Lessin and Pildes rely mostly on talking head interviews with some of the core Jane members, some others in their immediate circle and even one of the police officers from the raid that ultimately led, in part, to the group’s dissolution. All are engaging storytellers and I dare say that there is a longer cut of this film with even more personal remembrances that fill out this story even more.
Through their existence, the Janes pretty much operated as an open secret. They even advertised, although somewhat obtusely. Listings that read “Pregnant and have questions? Call Jane” would routinely appear in the city’s alternative publications. The same wording was found on flyers while word of mouth and doctor’s recommendations also spread the word. Law enforcement was either unaware or uninterested. It is very telling that when the police finally do bust the group – at the urging of two sisters of one of their patients – the officers can’t seem to comprehend that the women themselves were the ones doing everything.

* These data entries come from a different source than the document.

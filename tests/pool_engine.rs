//! Integration tests for the pool engine.

use std::cell::Cell;
use std::ptr::NonNull;
use std::rc::Rc;

use chunk_pool::{Pool, PoolConfig, RawAllocator, SystemAllocator, MIN_CHUNK_ALIGN, REGION_ALIGN};

/// Region source that counts calls and refuses requests above a byte limit.
struct MeteredAllocator {
    limit: usize,
    allocs: Rc<Cell<usize>>,
    frees: Rc<Cell<usize>>,
}

impl MeteredAllocator {
    fn new(limit: usize) -> Self {
        Self { limit, allocs: Rc::default(), frees: Rc::default() }
    }
}

// SAFETY: delegates to the system allocator, which honours the contract.
unsafe impl RawAllocator for MeteredAllocator {
    fn allocate(&self, bytes: usize) -> Option<NonNull<u8>> {
        if bytes > self.limit {
            return None;
        }
        let region = SystemAllocator::new().allocate(bytes)?;
        self.allocs.set(self.allocs.get() + 1);
        Some(region)
    }

    unsafe fn deallocate(&self, ptr: NonNull<u8>, bytes: usize) {
        self.frees.set(self.frees.get() + 1);
        unsafe { SystemAllocator::new().deallocate(ptr, bytes) };
    }
}

fn metered(requested: usize, config: PoolConfig, limit: usize) -> (Pool<MeteredAllocator>, Rc<Cell<usize>>, Rc<Cell<usize>>) {
    let raw = MeteredAllocator::new(limit);
    let allocs = Rc::clone(&raw.allocs);
    let frees = Rc::clone(&raw.frees);
    (Pool::with_allocator(requested, config, raw), allocs, frees)
}

#[test]
fn refused_grow_reports_exhaustion_and_changes_nothing() {
    // A 1501-byte chunk size needs a first region of 32 strides plus the
    // trailer, far above the 2000-byte limit.
    let (mut pool, allocs, _) = metered(1501, PoolConfig::default(), 2000);

    assert!(pool.allocate().is_none());
    assert!(pool.ordered_allocate().is_none());
    assert!(pool.ordered_allocate_n(1).is_none());

    assert_eq!(allocs.get(), 0);
    assert_eq!(pool.next_size(), 32);
    assert!(!pool.release_memory());
    assert!(!pool.purge_memory());
}

#[test]
fn next_size_saturates_at_max_size() {
    // With requested == stride the cap arithmetic is exact: 32 doubles to 64
    // on the first grow and then stays there.
    let mut pool = Pool::with_config(8, PoolConfig { next_size: 32, max_size: 64 });
    let mut live = Vec::new();

    for i in 0..=33 {
        let expected = if i == 0 { 32 } else { 64 };
        assert_eq!(pool.next_size(), expected, "iteration {i}");
        live.push(pool.allocate().expect("allocation must succeed"));
    }

    for chunk in live {
        unsafe { pool.deallocate(chunk) };
    }
}

#[test]
fn unused_pool_never_calls_the_user_allocator() {
    let (pool, allocs, frees) = metered(1024, PoolConfig::default(), usize::MAX);
    drop(pool);
    assert_eq!(allocs.get(), 0);
    assert_eq!(frees.get(), 0);
}

#[test]
fn grown_region_is_split_between_run_and_free_list() {
    // requested == stride so one chunk covers exactly one requested unit.
    let r = MIN_CHUNK_ALIGN;
    let (mut pool, allocs, _) = metered(r, PoolConfig::default(), usize::MAX);

    // Empty pool: the run forces one grow of next_size (32) chunks.
    let run = pool.ordered_allocate_n(5).expect("run allocation failed");
    assert_eq!(allocs.get(), 1);
    assert_eq!(pool.next_size(), 64);

    // The 27 leftover chunks serve singles without another grow...
    let mut singles = Vec::new();
    for _ in 0..27 {
        singles.push(pool.ordered_allocate().unwrap());
    }
    assert_eq!(allocs.get(), 1);

    // ...and the 28th allocation grows again.
    singles.push(pool.ordered_allocate().unwrap());
    assert_eq!(allocs.get(), 2);

    // The run chunks are consecutive at the partition stride and disjoint
    // from every single.
    let p = pool.partition_size();
    let base = run.as_ptr() as usize;
    for i in 0..5 {
        let addr = base + i * p;
        assert!(pool.is_from(addr as *const u8));
        assert!(singles.iter().all(|s| s.as_ptr() as usize != addr));
    }

    unsafe {
        pool.ordered_deallocate_n(run, 5);
        for chunk in singles {
            pool.ordered_deallocate(chunk);
        }
    }
    assert!(pool.release_memory());
}

#[test]
fn chunks_are_aligned_and_strided() {
    let mut pool = Pool::new(1501);
    let p = pool.partition_size();
    assert_eq!(p % MIN_CHUNK_ALIGN, 0);
    assert!(p >= 1501);

    // Fresh ordered pool: the first two chunks come from one new region in
    // ascending order, exactly one stride apart.
    let a = pool.ordered_allocate().unwrap();
    let b = pool.ordered_allocate().unwrap();
    assert_eq!(b.as_ptr() as usize - a.as_ptr() as usize, p);
    assert_eq!(a.as_ptr() as usize % REGION_ALIGN, 0);

    unsafe {
        pool.ordered_deallocate(b);
        pool.ordered_deallocate(a);
    }
}

#[test]
fn is_from_tracks_regions_not_liveness() {
    let mut pool = Pool::new(32);
    let chunk = pool.allocate().unwrap();
    assert!(pool.is_from(chunk.as_ptr()));

    let outside = 0usize;
    assert!(!pool.is_from(&outside as *const usize as *const u8));

    unsafe { pool.deallocate(chunk) };
    // The region still contains the address after the free.
    assert!(pool.is_from(chunk.as_ptr()));

    let other = Pool::new(32);
    assert!(!other.is_from(chunk.as_ptr()));
}

#[test]
fn matched_use_releases_every_region() {
    let (mut pool, allocs, frees) = metered(48, PoolConfig::default(), usize::MAX);

    let chunk = pool.ordered_allocate().unwrap();
    unsafe { pool.ordered_deallocate(chunk) };

    assert!(pool.release_memory());
    assert_eq!(frees.get(), allocs.get());
    assert!(!pool.release_memory(), "nothing left to release");
    assert_eq!(pool.next_size(), 32, "release restores the start size");
}

#[test]
fn run_free_then_release_round_trips() {
    let (mut pool, allocs, frees) = metered(40, PoolConfig::default(), usize::MAX);

    let run = pool.ordered_allocate_n(7).unwrap();
    unsafe { pool.ordered_deallocate_n(run, 7) };

    assert!(pool.release_memory());
    assert_eq!(frees.get(), allocs.get());
}

#[test]
fn purge_invalidates_everything_at_once() {
    let (mut pool, allocs, frees) = metered(16, PoolConfig::default(), usize::MAX);

    // Leave chunks live on purpose: purge frees regions regardless.
    let _a = pool.allocate().unwrap();
    let _b = pool.allocate().unwrap();

    assert!(pool.purge_memory());
    assert_eq!(frees.get(), allocs.get());
    assert_eq!(pool.next_size(), 32);
    assert!(!pool.purge_memory());

    // The pool remains usable after a purge.
    let c = pool.allocate().unwrap();
    unsafe { pool.deallocate(c) };
}
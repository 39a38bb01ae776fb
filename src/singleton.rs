//! Process-wide, mutex-guarded pools keyed by a tag type and chunk size.
//!
//! Many allocator façades for the same element size should share one pool.
//! This module keeps a lazily initialised registry of pools keyed by
//! `(tag type, requested size, next_size, max_size)`; every access locks the
//! pool's own mutex, so the single-threaded engine underneath is never
//! entered concurrently.
//!
//! The tag type carries no data — it only partitions the key space, so two
//! façades can be sure they never share a pool (see [`crate::pool_alloc`]).
//!
//! Pools created here live until process exit: Rust never drops statics, and
//! the operating system reclaims the memory. Call
//! [`SingletonPool::purge_memory`] or [`SingletonPool::release_memory`] for
//! explicit teardown.

use core::any::TypeId;
use core::marker::PhantomData;
use core::ptr::NonNull;
use std::sync::{Arc, LazyLock};

use dashmap::DashMap;
use parking_lot::Mutex;

use crate::pool::{Pool, PoolConfig};
use crate::raw_alloc::SystemAllocator;

type PoolKey = (TypeId, usize, usize, usize);
type SharedPool = Arc<Mutex<Pool<SystemAllocator>>>;

static REGISTRY: LazyLock<DashMap<PoolKey, SharedPool>> = LazyLock::new(DashMap::new);

/// Runs `f` on the process-wide pool for `(Tag, requested_size, next_size,
/// max_size)`, creating the pool on first use. The pool's mutex is held for
/// the duration of `f`.
///
/// This is the runtime-keyed core under [`SingletonPool`]; the façade
/// allocators use it directly because a type's size cannot appear as a const
/// generic argument on stable Rust.
pub fn with_pool<Tag, R>(
    requested_size: usize,
    next_size: usize,
    max_size: usize,
    f: impl FnOnce(&mut Pool<SystemAllocator>) -> R,
) -> R
where
    Tag: 'static,
{
    let key = (TypeId::of::<Tag>(), requested_size, next_size, max_size);
    // Clone out of the map entry before locking the pool, so the registry
    // shard lock is never held across user code.
    let pool = {
        let entry = REGISTRY.entry(key).or_insert_with(|| {
            Arc::new(Mutex::new(Pool::with_config(
                requested_size,
                PoolConfig { next_size, max_size },
            )))
        });
        Arc::clone(&entry)
    };
    let mut guard = pool.lock();
    f(&mut guard)
}

/// Static interface to one process-wide pool, identified by a tag type, the
/// requested chunk size and the growth parameters.
///
/// All operations are associated functions; every one of them locks the
/// pool's mutex for its duration. Different parameter tuples address
/// entirely separate pools.
///
/// ```
/// use chunk_pool::SingletonPool;
///
/// struct PacketTag;
/// type PacketPool = SingletonPool<PacketTag, 64>;
///
/// let chunk = PacketPool::allocate().unwrap();
/// assert!(PacketPool::is_from(chunk.as_ptr()));
/// unsafe { PacketPool::deallocate(chunk) };
/// PacketPool::purge_memory();
/// ```
pub struct SingletonPool<
    Tag: 'static,
    const SIZE: usize,
    const NEXT_SIZE: usize = 32,
    const MAX_SIZE: usize = 0,
> {
    _tag: PhantomData<Tag>,
}

impl<Tag: 'static, const SIZE: usize, const NEXT_SIZE: usize, const MAX_SIZE: usize>
    SingletonPool<Tag, SIZE, NEXT_SIZE, MAX_SIZE>
{
    fn with<R>(f: impl FnOnce(&mut Pool<SystemAllocator>) -> R) -> R {
        with_pool::<Tag, R>(SIZE, NEXT_SIZE, MAX_SIZE, f)
    }

    /// Single-chunk allocation; see [`Pool::allocate`].
    pub fn allocate() -> Option<NonNull<u8>> {
        Self::with(|pool| pool.allocate())
    }

    /// Order-preserving single-chunk allocation; see
    /// [`Pool::ordered_allocate`].
    pub fn ordered_allocate() -> Option<NonNull<u8>> {
        Self::with(|pool| pool.ordered_allocate())
    }

    /// Contiguous-run allocation; see [`Pool::ordered_allocate_n`].
    pub fn ordered_allocate_n(n: usize) -> Option<NonNull<u8>> {
        Self::with(|pool| pool.ordered_allocate_n(n))
    }

    /// Returns a chunk; see [`Pool::deallocate`].
    ///
    /// # Safety
    ///
    /// `chunk` must have come from this singleton pool and not be freed
    /// already.
    pub unsafe fn deallocate(chunk: NonNull<u8>) {
        // SAFETY: forwarded contract.
        Self::with(|pool| unsafe { pool.deallocate(chunk) })
    }

    /// Order-preserving return; see [`Pool::ordered_deallocate`].
    ///
    /// # Safety
    ///
    /// Same as [`SingletonPool::deallocate`].
    pub unsafe fn ordered_deallocate(chunk: NonNull<u8>) {
        // SAFETY: forwarded contract.
        Self::with(|pool| unsafe { pool.ordered_deallocate(chunk) })
    }

    /// Returns a run of `n`; see [`Pool::deallocate_n`].
    ///
    /// # Safety
    ///
    /// `chunks` must be a run from this singleton pool allocated with the
    /// same `n`, not already freed.
    pub unsafe fn deallocate_n(chunks: NonNull<u8>, n: usize) {
        // SAFETY: forwarded contract.
        Self::with(|pool| unsafe { pool.deallocate_n(chunks, n) })
    }

    /// Order-preserving run return; see [`Pool::ordered_deallocate_n`].
    ///
    /// # Safety
    ///
    /// Same as [`SingletonPool::deallocate_n`].
    pub unsafe fn ordered_deallocate_n(chunks: NonNull<u8>, n: usize) {
        // SAFETY: forwarded contract.
        Self::with(|pool| unsafe { pool.ordered_deallocate_n(chunks, n) })
    }

    /// Ownership test; see [`Pool::is_from`].
    pub fn is_from(chunk: *const u8) -> bool {
        Self::with(|pool| pool.is_from(chunk))
    }

    /// Frees fully free regions; see [`Pool::release_memory`].
    pub fn release_memory() -> bool {
        Self::with(|pool| pool.release_memory())
    }

    /// Frees all regions; see [`Pool::purge_memory`].
    pub fn purge_memory() -> bool {
        Self::with(|pool| pool.purge_memory())
    }
}
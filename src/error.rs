//! Application-wide error types.

use thiserror::Error;

#[derive(Debug, Error)]
pub enum AppError {
    #[error("config error: {0}")]
    Config(String),

    #[error("identity error: {0}")]
    Identity(String),

    #[error("entropy error: {0}")]
    Entropy(String),

    #[error("store error: {0}")]
    Store(String),

    #[error("logger error: {0}")]
    Logger(String),

    #[error("io error: {0}")]
    Io(#[from] std::io::Error),
}
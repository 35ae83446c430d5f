//! Guest player identity.
//!
//! Loads the persisted player identity or generates a new one, runs the
//! first-run profile form, launches the application with the identity, and
//! persists every identity update the application sends back.
//!
//! ```text
//! store ──► bootstrap ──► profile (fresh only) ──► launcher ──► application
//!   ▲                                                                │
//!   └──────────────────────── write-back channel ◄───────────────────┘
//! ```

pub mod bootstrap;
pub mod config;
pub mod console;
pub mod entropy;
pub mod error;
pub mod launcher;
pub mod logger;
pub mod profile;
pub mod record;
pub mod store;
//! Guest identity — binary entry point.
//!
//! Startup sequence:
//!   1. Load .env (if present)
//!   2. Load config, init logger at the configured level
//!   3. Resolve identity from the store file (load or generate)
//!   4. First run only: ask for age / gender / country, then save
//!   5. Launch the console app; persist every edit it sends back

use std::fs;
use std::sync::Arc;

use tokio::io::BufReader;
use tokio_util::sync::CancellationToken;
use tracing::info;

use guest_identity::{
    bootstrap::Bootstrapper,
    config,
    console::ConsoleApp,
    entropy::OsEntropy,
    error::AppError,
    launcher, logger,
    profile::{self, GateOutcome, ProfileForm, TerminalForm},
    store::{FileKvStore, IdentityStore},
};

#[tokio::main(flavor = "current_thread")]
async fn main() {
    if let Err(e) = run().await {
        eprintln!("error: {e}");
        std::process::exit(1);
    }
}

async fn run() -> Result<(), AppError> {
    // Load .env if present; the file is optional.
    let _ = dotenvy::dotenv();

    let config = config::load()?;
    fs::create_dir_all(&config.identity.work_dir)?;
    logger::init(config.logging.level, config.logging.file.as_deref())?;

    info!(
        work_dir = %config.identity.work_dir.display(),
        key = %config.identity.key,
        log_level = %config.logging.level,
        "config loaded"
    );

    let shutdown = CancellationToken::new();
    {
        let shutdown = shutdown.clone();
        tokio::spawn(async move {
            if tokio::signal::ctrl_c().await.is_ok() {
                info!("ctrl-c received");
                shutdown.cancel();
            }
        });
    }

    let kv = Arc::new(FileKvStore::new(config.identity.store_path()));
    let store = IdentityStore::new(kv, config.identity.key.clone());

    let bootstrap = Bootstrapper::new(store.clone(), OsEntropy)
        .with_guest_prefix(config.identity.guest_prefix.clone())
        .resolve()?;

    let mut form = TerminalForm::new(BufReader::new(tokio::io::stdin()));
    let form_ref: Option<&mut dyn ProfileForm> =
        if config.app.profile_form { Some(&mut form as &mut dyn ProfileForm) } else { None };

    let record = match profile::capture(bootstrap, form_ref, &store, &shutdown).await? {
        GateOutcome::Launch(record) => record,
        GateOutcome::Abandoned => {
            info!("profile form not submitted, exiting");
            return Ok(());
        }
    };

    let app = ConsoleApp::new(form.into_lines());
    let running = launcher::launch(
        Box::new(app),
        &record,
        store,
        config.app.update_buffer,
        shutdown,
    )?;

    let saved = running.wait().await?;
    info!(saved, "application exited");
    Ok(())
}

Interestingly, although the film mentions that the mob had been getting women access to abortions before the Janes formed, the two never seemed to come into conflict. With the mob charging up to $1000 and the Janes asking for a small fraction of that, it suggests that the Janes were probably cutting into the Mob’s business and they historically aren’t too keen when that happens. The movie doesn’t question why that didn’t happen, though it is reasonable to assume that it would have been very difficult to find someone from Chicago organized crime to go on camera to address this.
The reason that The Janes resonate so much today is in no part due to the recent far-right attacks on women’s right to choose. To hear these women describe the conditions that they lived in before when they had no legal right to their own bodily autonomy, and the dangers that they went through in order to achieve it is chilling that some now threaten a return to that time. The Janes definitely serves as a reminder of a recent past that we should not be doomed to repeat.